Passing and getting a place are different
Passing the 11+ clears a school's academic standard. Getting a place means there is room for your child once every qualified applicant has been considered. Those are two separate hurdles.
When a school has more children who pass than seats available, simply clearing the pass mark is not enough. This is closely tied to how many children pass in your area and how many places exist to go around.
How places are allocated
When a school is oversubscribed, it turns to its published oversubscription criteria. Every school sets its own, but the common ones follow a familiar order.
Children in care or previously in care usually come first. After that, schools often look at distance from the school and whether a sibling already attends. Because these rules decide who gets in among children who all passed, it is worth reading each school's admissions policy line by line before you list your preferences.
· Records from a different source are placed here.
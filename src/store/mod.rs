//! Explicit application state for the timecard viewer.
//!
//! The viewer keeps its state in a plain [`Store`] value that callers own
//! and pass where needed. Updates flow through [`Store::dispatch`] with
//! tagged [`Action`] values, routed to pure per-slice reducer functions.
//! There are no ambient singletons: constructing two stores gives two
//! fully independent states.

mod settings;
mod timecard_employees;

pub use settings::{SettingsAction, SettingsState, reduce_settings};
pub use timecard_employees::{
    FetchStatus, TimecardEmployeesAction, TimecardEmployeesState, reduce_timecard_employees,
};

use chrono::NaiveDate;
use serde::{Deserialize, Serialize};

use crate::config::ViewerConfig;

/// The root application state.
///
/// # Example
///
/// ```
/// use timecards_viewer::config::ViewerConfig;
/// use timecards_viewer::store::{Action, SettingsAction, Store};
/// use chrono::NaiveDate;
///
/// let today = NaiveDate::from_ymd_opt(2024, 1, 3).unwrap();
/// let mut store = Store::initial(&ViewerConfig::default(), today);
///
/// let new_ending = NaiveDate::from_ymd_opt(2024, 1, 14).unwrap();
/// store.dispatch(Action::Settings(SettingsAction::SetWeekEnding(new_ending)));
/// assert_eq!(store.settings.week_ending, new_ending);
/// ```
#[derive(Debug, Clone, PartialEq, Eq, Serialize, Deserialize)]
pub struct Store {
    /// The settings slice.
    pub settings: SettingsState,
    /// The timecard-employees fetch slice.
    pub timecard_employees: TimecardEmployeesState,
}

/// A tagged action routed to one slice's reducer.
#[derive(Debug, Clone, PartialEq, Eq)]
pub enum Action {
    /// An action on the settings slice.
    Settings(SettingsAction),
    /// An action on the timecard-employees slice.
    TimecardEmployees(TimecardEmployeesAction),
}

impl From<SettingsAction> for Action {
    fn from(action: SettingsAction) -> Self {
        Action::Settings(action)
    }
}

impl From<TimecardEmployeesAction> for Action {
    fn from(action: TimecardEmployeesAction) -> Self {
        Action::TimecardEmployees(action)
    }
}

impl Store {
    /// Creates a store with the given settings and an idle fetch slice.
    pub fn new(settings: SettingsState) -> Self {
        Store {
            settings,
            timecard_employees: TimecardEmployeesState::default(),
        }
    }

    /// Creates a store with settings derived from configuration and
    /// today's date.
    pub fn initial(config: &ViewerConfig, today: NaiveDate) -> Self {
        Self::new(SettingsState::initial(config, today))
    }

    /// Applies one action through the matching slice reducer.
    pub fn dispatch(&mut self, action: Action) {
        match action {
            Action::Settings(action) => {
                self.settings = reduce_settings(self.settings, action);
            }
            Action::TimecardEmployees(action) => {
                let state = std::mem::take(&mut self.timecard_employees);
                self.timecard_employees = reduce_timecard_employees(state, action);
            }
        }
    }
}
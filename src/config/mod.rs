//! Configuration loading and management for the timecard viewer.
//!
//! This module provides functionality to load the viewer configuration from
//! a YAML file: the default week window and table display settings.
//!
//! # Example
//!
//! ```no_run
//! use timecards_viewer::config::ViewerConfig;
//!
//! let config = ViewerConfig::load("./config").unwrap();
//! println!("Week ends on {}", config.week_ending());
//! ```

mod loader;
mod types;

pub use loader::ViewerConfig;
pub use types::{DisplayConfig, ViewerConfigFile, WeekConfig};
//! Client data layer for a weekly timecard viewer
//!
//! This crate provides the data-shaping side of a timecard-viewing web
//! application: typed timecard/cost-code/employee models, the hours
//! aggregation and rendering core, pure-reducer state management, and the
//! async collaborator boundary used to fetch timecard employees for a
//! date range.

#![warn(missing_docs)]

pub mod client;
pub mod config;
pub mod error;
pub mod hours;
pub mod models;
pub mod store;
pub mod view;
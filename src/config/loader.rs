//! Configuration loading functionality.
//!
//! This module provides the [`ViewerConfig`] type for loading the viewer
//! configuration from a YAML file.

use chrono::Weekday;
use std::fs;
use std::path::Path;

use crate::error::{ViewerError, ViewerResult};

use super::types::ViewerConfigFile;

/// Validated viewer configuration.
///
/// The configuration is read from `viewer.yaml` in a configuration
/// directory and validated on load: the week-ending weekday must be a
/// recognizable weekday name and the range length must be at least one
/// day.
///
/// # Example
///
/// ```no_run
/// use timecards_viewer::config::ViewerConfig;
///
/// let config = ViewerConfig::load("./config")?;
/// println!("Week ends on {}", config.week_ending());
/// # Ok::<(), timecards_viewer::error::ViewerError>(())
/// ```
#[derive(Debug, Clone)]
pub struct ViewerConfig {
    week_ending: Weekday,
    range_days: u32,
    show_month: bool,
}

impl ViewerConfig {
    /// Loads configuration from `viewer.yaml` in the specified directory.
    ///
    /// # Arguments
    ///
    /// * `path` - Path to the configuration directory (e.g., "./config")
    ///
    /// # Returns
    ///
    /// Returns a `ViewerConfig` on success, or an error if:
    /// - The file is missing
    /// - The file contains invalid YAML
    /// - The week-ending weekday or range length fails validation
    pub fn load<P: AsRef<Path>>(path: P) -> ViewerResult<Self> {
        let file_path = path.as_ref().join("viewer.yaml");
        let file = Self::load_yaml::<ViewerConfigFile>(&file_path)?;
        Self::validate(file, &file_path.display().to_string())
    }

    /// Loads and parses a YAML file.
    fn load_yaml<T: serde::de::DeserializeOwned>(path: &Path) -> ViewerResult<T> {
        let path_str = path.display().to_string();

        let content = fs::read_to_string(path).map_err(|_| ViewerError::ConfigNotFound {
            path: path_str.clone(),
        })?;

        serde_yaml::from_str(&content).map_err(|e| ViewerError::ConfigParse {
            path: path_str,
            message: e.to_string(),
        })
    }

    /// Validates the raw file contents into a usable configuration.
    fn validate(file: ViewerConfigFile, path: &str) -> ViewerResult<Self> {
        let week_ending =
            file.week
                .ending
                .parse::<Weekday>()
                .map_err(|_| ViewerError::ConfigParse {
                    path: path.to_string(),
                    message: format!("unknown week-ending weekday '{}'", file.week.ending),
                })?;

        if file.week.days == 0 {
            return Err(ViewerError::ConfigParse {
                path: path.to_string(),
                message: "week days must be at least 1".to_string(),
            });
        }

        Ok(Self {
            week_ending,
            range_days: file.week.days,
            show_month: file.display.show_month,
        })
    }

    /// The weekday the visible week ends on.
    pub fn week_ending(&self) -> Weekday {
        self.week_ending
    }

    /// The length of the default date range in days.
    pub fn range_days(&self) -> u32 {
        self.range_days
    }

    /// Whether date badges include the month field.
    pub fn show_month(&self) -> bool {
        self.show_month
    }
}

impl Default for ViewerConfig {
    /// Mirrors the shipped `config/viewer.yaml`: weeks end on Sunday,
    /// seven-day range, badges show the month.
    fn default() -> Self {
        ViewerConfig {
            week_ending: Weekday::Sun,
            range_days: 7,
            show_month: true,
        }
    }
}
Where your area allows it, naming several eligible schools is the simplest way to protect against a single oversubscribed result. List them in genuine order of preference on your application.
Super-selective schools
Super-selective schools do not use a simple pass or fail line. They rank every child who sits the test and offer places from the highest score downwards until the seats run out.
That makes the effective bar much higher than a basic qualifying mark, and it puts a premium on a strong standardised score. If a super-selective is on your list, aim comfortably above the qualifying level rather than just over it.
Waiting lists and second chances
A no on offer day is not always final. Most grammar schools keep waiting lists, and positions move as families who hold several offers decline the ones they do not take up.
Lists can shift a good deal between offer day and the start of term, so it is worth staying on any list for a school you really want. Keep your contact details current so the school can reach you quickly if a place opens.
How to protect against missing out
Plan around the rules rather than hoping they will not apply. Apply to more than one school where you can, weigh distance honestly, and check each school's criteria before you commit.
Then make sure the paperwork is right. You list your preferences in order on the Common Application Form, due on 31 October, so knowing when 11+ results are released helps you slot everything into the calendar. Strong, calm preparation with tools like Pip still matters, because the higher your child scores, the more of these doors stay open.